Wayne wrote to me asking if the colors in the images of the hybrid Japanese morning glories were accurate. I assured him that they were, and then went on to describe the watered-silk pattern of merging and blending colors seen in some of these amazing blossoms. As I was talking, I was about to use the word moiré, but realized that I wasn’t sure how to pronounce it. This is the word which precisely describes the watered-silk pattern.
As it turns out, the word is pronounced as both a single syllable word and a two syllable word. Evidently there is no generally recognized difference in meaning, although according to the wikipedia entry on this word the single syllable form is prevalent among those discussing fabrics, and the two syllable form (at least two syllables as pronounced in English) is prevalent in other contexts (such as this one, where I’m discussing color pattern).

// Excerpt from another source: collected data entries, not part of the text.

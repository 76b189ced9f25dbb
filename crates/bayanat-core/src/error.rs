//! Error types for Bayanat Core.

use thiserror::Error;

/// Errors raised while building or decoding core primitives.
#[derive(Debug, Error)]
pub enum CoreError {
    #[error("invalid resource id: {0:?}")]
    InvalidResourceId(String),

    #[error("invalid actor id: {0:?}")]
    InvalidActorId(String),

    #[error("invalid ledger address: {0:?}")]
    InvalidLedgerAddress(String),

    #[error("invalid predicate: {0}")]
    InvalidPredicate(String),

    #[error("invalid signature")]
    InvalidSignature,

    #[error("invalid public key")]
    InvalidPublicKey,

    #[error("encoding error: {0}")]
    EncodingError(String),

    #[error("decoding error: {0}")]
    DecodingError(String),
}

/// Result type for core operations.
pub type Result<T> = std::result::Result<T, CoreError>;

Although the word came into English from French, evidently it is not a French word but rather Arabic (and some say ultimately from the Latin marmoreus, marble-like). And just as interesting, the word mohair apparently shares the same origin.
Believe it or not, the two images shown above are of the same blossom. The upper one was taken early in the morning, the lower one late in the afternoon on a rainy day. Evidently the blue pigments are not as stable as the red ones. The image of the blossom in its purple/blue phase was taken in natural light, the red phase was photographed under incandescent light with the camera light meter adjusted for that.
When the first flowers from this lot of seed began to bloom, I wasn't sure I liked them. But they have grown on me, and I can see them becoming favorites.